Taxation and acquisition vehicles

Typical tax issues and structuring

What are some of the typical tax issues involved in real-estate business combinations and to what extent do these typically drive structuring considerations? Are there certain considerations that stem from the tax status of a target?

An SPV’s acquisition of a real-estate asset is subject to VAT if the following conditions are met.

The first transfer of non-residential properties is subject to 21 per cent VAT, provided that the sellers transfer them in the course of their business activity, while the first transfer of residential properties is subject to 10 per cent VAT.

Second and further transfers of built and finished properties by sellers in the course of their business activity are exempt from VAT, but are subject to transfer tax (which is nonrecoverable), at a rate of between 2 and 11 per cent (depending on the Spanish autonomous region where the asset is located and the applicable tax benefits). However, the seller and buyer can waive the VAT exemption provided that:

  • they are both VAT registered;
  • the latter is entitled to total or partial VAT credit allowance; and
  • the waiver is expressly made on or before the date on which the transfer is executed.

In this scenario, VAT (and not transfer tax) would be due.

When the VAT exemption is waived, the reverse charge mechanism applies, which means that the buyer is considered the VAT taxpayer, thus being obligated to charge the applicable VAT and declare it, which generates a neutral scenario for the buyer.

If the transfer of a property is subject to VAT, stamp duty also applies at a rate of between 0.25 and 2.5 per cent, depending on the Spanish autonomous region where the property is located.

Transfers of shares are normally tax-exempt. However, if the Spanish tax authorities apply the anti-avoidance rule (see question 1), the transfer is subject either to VAT or transfer tax, depending on the tax applicable to the direct transfer of the underlying property. If a share deal is carried out, the acquirer will be liable for any tax contingency of the acquired company.

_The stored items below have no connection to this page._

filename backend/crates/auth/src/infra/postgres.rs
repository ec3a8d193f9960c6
//! PostgreSQL Repository Implementation

use chrono::{DateTime, Utc};
use sqlx::PgPool;

use crate::domain::entity::user::{NewUser, User};
use crate::domain::repository::UserRepository;
use crate::domain::value_object::{
    user_id::UserId, user_name::UserName, user_password::PasswordCredential,
};
use crate::error::{AuthError, AuthResult};

/// Postgres SQLSTATE for unique_violation
const UNIQUE_VIOLATION: &str = "23505";

const USER_COLUMNS: &str = r#"
    id,
    username,
    password_salt,
    password_hash,
    email,
    display_name,
    created_at,
    updated_at
"#;

/// PostgreSQL-backed user repository
#[derive(Clone)]
pub struct PgUserRepository {
    pool: PgPool,
}

impl PgUserRepository {
    pub fn new(pool: PgPool) -> Self {
        Self { pool }
    }
}

impl UserRepository for PgUserRepository {
    async fn create(&self, user: &NewUser) -> AuthResult<User> {
        let id = sqlx::query_scalar::<_, i32>(
            r#"
            INSERT INTO users (
                username,
                password_salt,
                password_hash,
                email,
                display_name,
                created_at,
                updated_at
            ) VALUES ($1, $2, $3, $4, $5, $6, $6)
            RETURNING id
            "#,
        )
        .bind(user.user_name.as_str())
        .bind(user.credential.salt())
        .bind(user.credential.hash())
        .bind(user.email.as_deref())
        .bind(user.display_name.as_deref())
        .bind(user.created_at)
        .fetch_one(&self.pool)
        .await
        .map_err(|e| {
            if is_unique_violation(&e) {
                AuthError::UserNameTaken
            } else {
                AuthError::Database(e)
            }
        })?;

        Ok(user.clone().into_user(UserId::from_i32(id)))
    }

    async fn find_by_user_name(&self, user_name: &str) -> AuthResult<Option<User>> {
        let row = sqlx::query_as::<_, UserRow>(&format!(
            "SELECT {USER_COLUMNS} FROM users WHERE username = $1"
        ))
        .bind(user_name)
        .fetch_optional(&self.pool)
        .await?;

        Ok(row.map(UserRow::into_user))
    }

    async fn exists_by_user_name(&self, user_name: &UserName) -> AuthResult<bool> {
        let exists = sqlx::query_scalar::<_, bool>(
            "SELECT EXISTS(SELECT 1 FROM users WHERE username = $1)",
        )
        .bind(user_name.as_str())
        .fetch_one(&self.pool)
        .await?;

        Ok(exists)
    }

    async fn any(&self) -> AuthResult<bool> {
        let exists = sqlx::query_scalar::<_, bool>("SELECT EXISTS(SELECT 1 FROM users)")
            .fetch_one(&self.pool)
            .await?;

        Ok(exists)
    }

    async fn update(&self, user: &User) -> AuthResult<()> {
        let result = sqlx::query(
            r#"
            UPDATE users SET
                password_salt = $2,
                password_hash = $3,
                email = $4,
                display_name = $5,
                updated_at = $6
            WHERE id = $1
            "#,
        )
        .bind(user.user_id.value())
        .bind(user.credential.salt())
        .bind(user.credential.hash())
        .bind(user.email.as_deref())
        .bind(user.display_name.as_deref())
        .bind(user.updated_at)
        .execute(&self.pool)
        .await?;

        if result.rows_affected() == 0 {
            return Err(AuthError::UserNotFound);
        }

        Ok(())
    }
}

fn is_unique_violation(err: &sqlx::Error) -> bool {
    matches!(err, sqlx::Error::Database(db) if db.code().as_deref() == Some(UNIQUE_VIOLATION))
}

// ============================================================================
// Row Types
// ============================================================================

#[derive(sqlx::FromRow)]
struct UserRow {
    id: i32,
    username: String,
    password_salt: String,
    password_hash: String,
    email: Option<String>,
    display_name: Option<String>,
    created_at: DateTime<Utc>,
    updated_at: DateTime<Utc>,
}

impl UserRow {
    fn into_user(self) -> User {
        User {
            user_id: UserId::from_i32(self.id),
            user_name: UserName::from_trusted(self.username),
            credential: PasswordCredential::from_stored(self.password_salt, self.password_hash),
            email: self.email,
            display_name: self.display_name,
            created_at: self.created_at,
            updated_at: self.updated_at,
        }
    }
}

In general, the Spanish SPV, which would be the acquirer, would be subject to Spanish corporate income tax (CIT), generally at a rate of 25 per cent of its net income (eg, rent income and capital gains realised on the transfer of a property). Interest (subject to specific limitations), amortisation and expenses are generally deductible if they are linked to the SPV’s business activities and transfer-pricing regulations are fulfilled.

Besides, an asset deal requires the seller to pay tax on the increase in urban land value (TIVUL). TIVUL is calculated by applying a particular tax rate (up to a 30 per cent) to the land, cadastral value (the building’s value should not count for these purposes), which shall be in turn adjusted by a percentage determined by multiplying the number of years that the land has been held by the seller (up to 20 years) by a coefficient ranging from an annual 3 to 3.7 per cent.

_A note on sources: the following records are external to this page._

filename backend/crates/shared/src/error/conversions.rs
//! `From` conversions into [`AppError`] and its HTTP rendering.

use super::app_error::AppError;

// ============================================================================
// SQLx (feature-gated)
// ============================================================================

#[cfg(feature = "sqlx")]
impl From<sqlx::Error> for AppError {
    fn from(err: sqlx::Error) -> Self {
        match &err {
            sqlx::Error::RowNotFound => AppError::not_found("Record not found").with_source(err),
            sqlx::Error::PoolTimedOut => {
                AppError::service_unavailable("Database connection pool exhausted").with_source(err)
            }
            sqlx::Error::Database(db_err) => {
                // https://www.postgresql.org/docs/current/errcodes-appendix.html
                let app_err = match db_err.code().as_deref() {
                    Some("23505") => AppError::conflict("Duplicate key value"),
                    Some("23502") => AppError::bad_request("Required field is null"),
                    Some("23514") => AppError::bad_request("Check constraint violation"),
                    Some("57P01" | "57P02" | "57P03") => {
                        AppError::service_unavailable("Database unavailable")
                    }
                    _ => AppError::internal("Database error"),
                };
                app_err.with_source(err)
            }
            sqlx::Error::Io(_) => {
                AppError::service_unavailable("Database connection error").with_source(err)
            }
            _ => AppError::internal("Database error").with_source(err),
        }
    }
}

// ============================================================================
// Axum (feature-gated)
// ============================================================================

#[cfg(feature = "axum")]
impl axum::response::IntoResponse for AppError {
    fn into_response(self) -> axum::response::Response {
        use axum::Json;
        use axum::http::StatusCode;

        let status =
            StatusCode::from_u16(self.status_code()).unwrap_or(StatusCode::INTERNAL_SERVER_ERROR);

        // RFC 7807 Problem Details
        let body = serde_json::json!({
            "type": format!("https://httpstatuses.io/{}", self.status_code()),
            "title": self.kind().as_str(),
            "status": self.status_code(),
            "detail": self.message(),
            "action": self.action(),
        });

        (status, Json(body)).into_response()
    }
}
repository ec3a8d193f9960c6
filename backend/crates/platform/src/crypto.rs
//! Cryptographic Utilities

use base64::{Engine, engine::general_purpose};
use rand::{RngCore, rngs::OsRng};

/// Generate cryptographically secure random bytes
pub fn random_bytes(len: usize) -> Vec<u8> {
    let mut bytes = vec![0u8; len];
    OsRng.fill_bytes(&mut bytes);
    bytes
}

/// Encode bytes as standard (padded) base64
pub fn to_base64(bytes: &[u8]) -> String {
    general_purpose::STANDARD.encode(bytes)
}

/// Decode standard (padded) base64
pub fn from_base64(s: &str) -> Result<Vec<u8>, base64::DecodeError> {
    general_purpose::STANDARD.decode(s)
}

/// Constant-time comparison
///
/// Runtime depends only on the length of the inputs, never on the position
/// of the first differing byte. Lengths are not secret here.
pub fn constant_time_eq(a: &[u8], b: &[u8]) -> bool {
    if a.len() != b.len() {
        return false;
    }
    let mut result = 0u8;
    for (x, y) in a.iter().zip(b.iter()) {
        result |= x ^ y;
    }
    result == 0
}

On the other hand, share deals imply an inheritance of the embedded gain in the transferred company due to the difference between the market value and the book value of the company’s properties. This gain would be taxed at the general CIT rate when the properties are transferred in the future.

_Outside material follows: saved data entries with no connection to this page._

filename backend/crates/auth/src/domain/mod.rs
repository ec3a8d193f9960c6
//! Domain Layer
//!
//! Contains entities, value objects, and repository traits.

pub mod entity;
pub mod repository;
pub mod value_object;

// Re-exports
pub use entity::user::{NewUser, User};
pub use repository::UserRepository;
//! Presentation Layer
//!
//! HTTP handlers, DTOs, router, and middleware.

pub mod dto;
pub mod handlers;
pub mod middleware;
pub mod router;

pub use handlers::AuthAppState;
pub use middleware::{AuthenticatedUser, require_bearer};
pub use router::{api_router, auth_router, user_router};
//! Infrastructure Layer
//!
//! Database implementations.

pub mod memory;
pub mod postgres;

pub use memory::MemoryUserRepository;
pub use postgres::PgUserRepository;
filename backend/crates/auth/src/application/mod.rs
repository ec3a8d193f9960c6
//! Application Layer
//!
//! Use cases and application services.

pub mod change_password;
pub mod config;
pub mod profile;
pub mod seed;
pub mod sign_in;
pub mod sign_up;
pub mod token;

// Re-exports
pub use change_password::{ChangePasswordInput, ChangePasswordUseCase};
pub use config::{AuthConfig, ConfigError};
pub use profile::{GetProfileUseCase, ProfileOutput, UpdateProfileInput, UpdateProfileUseCase};
pub use seed::seed_demo_user;
pub use sign_in::{SignInInput, SignInOutput, SignInUseCase};
pub use sign_up::{SignUpInput, SignUpOutput, SignUpUseCase};
pub use token::{Claims, Identity, TokenIssuer};
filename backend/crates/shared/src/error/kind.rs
//! Error Kind
//!
//! Classification of application errors by the HTTP status they surface as.

use serde::Serialize;

/// Error classification
///
/// Each variant maps to exactly one HTTP status code. Handlers never pick a
/// status code directly; they pick a kind.
///
/// ## Examples
/// ```rust
/// use kernel::error::kind::ErrorKind;
///
/// let kind = ErrorKind::Unauthorized;
/// assert_eq!(kind.status_code(), 401);
/// assert_eq!(kind.as_str(), "Unauthorized");
/// ```
#[derive(Debug, Clone, Copy, PartialEq, Eq, Serialize)]
#[serde(rename_all = "SCREAMING_SNAKE_CASE")]
#[non_exhaustive]
pub enum ErrorKind {
    /// 400 - malformed or rejected input
    BadRequest,
    /// 401 - missing or failed authentication
    Unauthorized,
    /// 404 - resource does not exist
    NotFound,
    /// 409 - conflicts with current state (duplicate key, taken name)
    Conflict,
    /// 500 - unexpected server-side failure
    InternalServerError,
    /// 503 - dependency (database) unavailable
    ServiceUnavailable,
}

impl ErrorKind {
    /// HTTP status code for this kind
    #[inline]
    pub const fn status_code(&self) -> u16 {
        match self {
            ErrorKind::BadRequest => 400,
            ErrorKind::Unauthorized => 401,
            ErrorKind::NotFound => 404,
            ErrorKind::Conflict => 409,
            ErrorKind::InternalServerError => 500,
            ErrorKind::ServiceUnavailable => 503,
        }
    }

    /// Standard reason phrase
    #[inline]
    pub const fn as_str(&self) -> &'static str {
        match self {
            ErrorKind::BadRequest => "Bad Request",
            ErrorKind::Unauthorized => "Unauthorized",
            ErrorKind::NotFound => "Not Found",
            ErrorKind::Conflict => "Conflict",
            ErrorKind::InternalServerError => "Internal Server Error",
            ErrorKind::ServiceUnavailable => "Service Unavailable",
        }
    }

    /// 5xx kinds. These are the ones worth an `error!` log line.
    #[inline]
    pub const fn is_server_error(&self) -> bool {
        self.status_code() >= 500
    }
}

impl std::fmt::Display for ErrorKind {
    fn fmt(&self, f: &mut std::fmt::Formatter<'_>) -> std::fmt::Result {
        f.write_str(self.as_str())
    }
}
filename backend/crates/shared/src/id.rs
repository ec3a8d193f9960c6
//! Typed IDs
//!
//! Persisted entities are keyed by integers assigned by the store on insert.
//! The marker parameter keeps IDs of different entities from being mixed up.

use std::fmt;
use std::hash::{Hash, Hasher};
use std::marker::PhantomData;

/// Store-assigned integer ID
///
/// ```
/// use kernel::id::{Id, markers};
/// type UserId = Id<markers::User>;
///
/// let id = UserId::from_i32(7);
/// assert_eq!(id.value(), 7);
/// ```
pub struct Id<T> {
    value: i32,
    _marker: PhantomData<fn() -> T>,
}

impl<T> Id<T> {
    pub const fn from_i32(value: i32) -> Self {
        Self {
            value,
            _marker: PhantomData,
        }
    }

    pub const fn value(&self) -> i32 {
        self.value
    }
}

// Manual impls: derives would put bounds on the marker type.
impl<T> Clone for Id<T> {
    fn clone(&self) -> Self {
        *self
    }
}

impl<T> Copy for Id<T> {}

impl<T> PartialEq for Id<T> {
    fn eq(&self, other: &Self) -> bool {
        self.value == other.value
    }
}

impl<T> Eq for Id<T> {}

impl<T> Hash for Id<T> {
    fn hash<H: Hasher>(&self, state: &mut H) {
        self.value.hash(state);
    }
}

impl<T> fmt::Debug for Id<T> {
    fn fmt(&self, f: &mut fmt::Formatter<'_>) -> fmt::Result {
        write!(f, "Id({})", self.value)
    }
}

impl<T> fmt::Display for Id<T> {
    fn fmt(&self, f: &mut fmt::Formatter<'_>) -> fmt::Result {
        write!(f, "{}", self.value)
    }
}

impl<T> From<i32> for Id<T> {
    fn from(value: i32) -> Self {
        Self::from_i32(value)
    }
}

impl<T> From<Id<T>> for i32 {
    fn from(id: Id<T>) -> Self {
        id.value
    }
}

/// Marker types for entity IDs
pub mod markers {
    pub struct User;
}

#[cfg(test)]
mod tests {
    use super::*;

    type UserId = Id<markers::User>;

    #[test]
    fn test_roundtrip_through_i32() {
        let id = UserId::from_i32(42);
        let raw: i32 = id.into();
        assert_eq!(raw, 42);
        assert_eq!(UserId::from(raw), id);
    }

    #[test]
    fn test_display_and_debug() {
        let id = UserId::from_i32(3);
        assert_eq!(id.to_string(), "3");
        assert_eq!(format!("{:?}", id), "Id(3)");
    }
}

The acquirer of the target company inherits other municipal tax liabilities (such as TIVUL). The parties take both issues into account when establishing the target’s purchase price.

Mitigating tax risk

What measures are normally taken to mitigate typical tax risks in a real-estate business combination?

The tax analysis of potential structuring methods is essential to minimise all tax costs and risks involved in the transaction. Apart from the potential impact of the business combination on indirect taxes, investors should emphasise determining whether it is in its interests to either purchase the company’s shares or its assets directly. Purchasers should also analyse whether tax losses and other deferred tax assets of the company may be carried forward in the future. Tax losses and deferred assets may be used in the future, especially if a change of control occurs, subject to certain limits.

Types of acquisition vehicle

What form of acquisition vehicle is typically used in connection with a real-estate business combination, and does the form vary depending on structuring alternatives or structure of the target company?

Using Spanish SPVs (which tend to be limited liability companies, since they generally give their owners more flexibility) through a double-tier structure to invest in properties is a common investment structure owing to the beneficial tax treatment applicable under certain circumstances.

Note that SOCIMIs are subject to zero per cent CIT if they fulfil some investment requirements (see question 35). Other special regimes are available for collective investment undertakings to invest in real-estate assets, which are subject to 1 per cent CIT if they fulfil the applicable investment and legal requirements, and for housing rental entities, which may benefit from 85 per cent CIT relief on rents deriving from the lease of dwellings.